In the next section we introduce the syntax for hybrid probabilistic logic programs, i.e., programs with both discrete and continuous random variables.

3 Hybrid Programs

When a probabilistic logic program contains both discrete and continuous random variables, it is called hybrid probabilistic logic program. Here, we also consider constraints involving continuous random variables’ values, obtaining probabilistic constraint logic programs [4, 13]. In this paper we use hybrid probabilistic logic program and probabilistic constraint logic program interchangeably, since usually in PLP the goal is to compute the probability of a query (and thus we always have constraints to define the range of the continuous random variables), rather than the joint probability density induced by the program.

A probabilistic constraint logic program is composed of a set of rules, a set of Boolean probabilistic facts, and a countable set of continuous random variables.
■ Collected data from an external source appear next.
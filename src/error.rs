// src/error.rs

//! Unified error handling for the catalog pipeline.

use std::fmt;

use thiserror::Error;

/// Result type alias for catalog operations.
pub type Result<T> = std::result::Result<T, AppError>;

/// Unified application error type.
#[derive(Error, Debug)]
pub enum AppError {
    /// I/O operation failed
    #[error("I/O error: {0}")]
    Io(#[from] std::io::Error),

    /// HTTP request failed
    #[error("HTTP error: {0}")]
    Http(#[from] reqwest::Error),

    /// JSON serialization/deserialization failed
    #[error("JSON error: {0}")]
    Json(#[from] serde_json::Error),

    /// TOML parsing failed
    #[error("TOML parse error: {0}")]
    Toml(#[from] toml::de::Error),

    /// URL parsing failed
    #[error("URL parse error: {0}")]
    Url(#[from] url::ParseError),

    /// Configuration error
    #[error("Configuration error: {0}")]
    Config(String),

    /// A record failed the schema contract
    #[error("Validation error: {0}")]
    Validation(#[from] ValidationError),

    /// Asset retrieval failed
    #[error("Fetch error for {url}: {message}")]
    Fetch { url: String, message: String },
}

impl AppError {
    /// Create a configuration error.
    pub fn config(message: impl Into<String>) -> Self {
        Self::Config(message.into())
    }

    /// Create a fetch error with the offending URL.
    pub fn fetch(url: impl Into<String>, message: impl fmt::Display) -> Self {
        Self::Fetch {
            url: url.into(),
            message: message.to_string(),
        }
    }
}

/// A candidate that does not satisfy the catalog record contract.
#[derive(Error, Debug, Clone, PartialEq, Eq)]
#[error("{field}: {reason}")]
pub struct ValidationError {
    /// Offending field, e.g. `homepage` or `icons[2]`
    pub field: String,
    /// Human-readable reason
    pub reason: String,
}

impl ValidationError {
    pub fn new(field: impl Into<String>, reason: impl Into<String>) -> Self {
        Self {
            field: field.into(),
            reason: reason.into(),
        }
    }
}
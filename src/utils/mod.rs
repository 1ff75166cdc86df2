//! Text utilities shared by the extractor, validator and icon fetcher.

pub mod http;
pub mod report;
pub mod url;

use std::sync::LazyLock;

use chrono::{SecondsFormat, Utc};
use regex::Regex;
use sha2::{Digest, Sha256};
use unicode_normalization::UnicodeNormalization;
use unicode_normalization::char::is_combining_mark;

/// Source-hosting domains recognised as repository links.
pub const REPO_HOSTS: &[&str] = &["github.com", "gitlab.com", "bitbucket.org"];

static SCHEME_RE: LazyLock<Regex> =
    LazyLock::new(|| Regex::new(r"^[A-Za-z][A-Za-z0-9+.\-]*://").expect("static regex"));

/// Fingerprint document content for change detection.
///
/// Rendered as `sha256:<hex>`. Not intended for any security purpose.
pub fn hash_content(text: &str) -> String {
    let mut hasher = Sha256::new();
    hasher.update(text.as_bytes());
    format!("sha256:{}", hex::encode(hasher.finalize()))
}

/// Prefix `https://` when the URL carries no scheme.
///
/// Malformed input is passed along; validation happens downstream.
pub fn ensure_secure_url(url: &str) -> String {
    let url = url.trim();
    if SCHEME_RE.is_match(url) {
        return url.to_string();
    }
    match url.strip_prefix("//") {
        Some(rest) => format!("https://{rest}"),
        None => format!("https://{url}"),
    }
}

/// Whether the URL's host is one of the known source-hosting domains.
pub fn is_repo_host(url: &str) -> bool {
    host_in(url, REPO_HOSTS)
}

/// Whether the URL's host exactly matches one of `hosts`, ignoring case.
pub fn host_in<S: AsRef<str>>(url: &str, hosts: &[S]) -> bool {
    let Ok(parsed) = ::url::Url::parse(url) else {
        return false;
    };
    parsed
        .host_str()
        .is_some_and(|host| hosts.iter().any(|h| h.as_ref().eq_ignore_ascii_case(host)))
}

/// Normalize text into a lowercase ASCII slug separated by single hyphens.
///
/// # Examples
/// ```
/// use readme_catalog::utils::to_slug;
///
/// assert_eq!(to_slug("Café Müller!!"), "cafe-muller");
/// assert_eq!(to_slug("  snake_case  name "), "snake-case-name");
/// ```
pub fn to_slug(text: &str) -> String {
    let mut slug = String::with_capacity(text.len());
    let mut pending_separator = false;

    for ch in text.nfkd().filter(|c| !is_combining_mark(*c)) {
        if ch.is_ascii_alphanumeric() {
            if pending_separator && !slug.is_empty() {
                slug.push('-');
            }
            pending_separator = false;
            slug.push(ch.to_ascii_lowercase());
        } else {
            pending_separator = true;
        }
    }

    slug
}

/// Current UTC time as RFC 3339 with millisecond precision.
pub fn now_iso() -> String {
    Utc::now().to_rfc3339_opts(SecondsFormat::Millis, true)
}

/// Collapse every whitespace run into a single space and trim.
pub fn collapse_whitespace(text: &str) -> String {
    text.split_whitespace().collect::<Vec<_>>().join(" ")
}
The authors in [4] define $X=\{X_{1},X_{2},\dots\}$ the countable set of continuous random variables, each one associated with its range (that can be either $\mathbb{R}$ or $\mathbb{R}^{n}$ ), and $F$ the set containing discrete probabilistic facts. These discrete facts form a countable set of Boolean random variables $Y=\{Y_{1},Y_{2},\dots\}$ . The sample space of the whole program ( $W_{\mathcal{P}}$ ) is defined as the product of the spaces for continuous ( $W_{X}$ ) and discrete ( $W_{Y}$ ) random variables, i.e, $W_{\mathcal{P}}=W_{X}\times W_{Y}$ .

The probabilistic facts associated with every random variable $Y_{i}$ set to 1, and the grounding of the rules (with the constraints removed) whose constraints are satisfied given a valuation of the continuous random variables, define a ground normal logic program. The probability of a query can be computed by considering a pairwise incompatible covering set of explanations. As before, an explanation for a query of a probabilistic constraint logic program is a set of worlds $\omega_{i}$ such that the query is true in every element of this set.

A concrete syntax for this type of programs is given by cplint hybrid programs [19]. In cplint hybrid programs, logical variables are partitioned into two disjoint sets: those that can assume terms as values and those that can assume continuous values. Let us call the first term variables and the latter continuous variables.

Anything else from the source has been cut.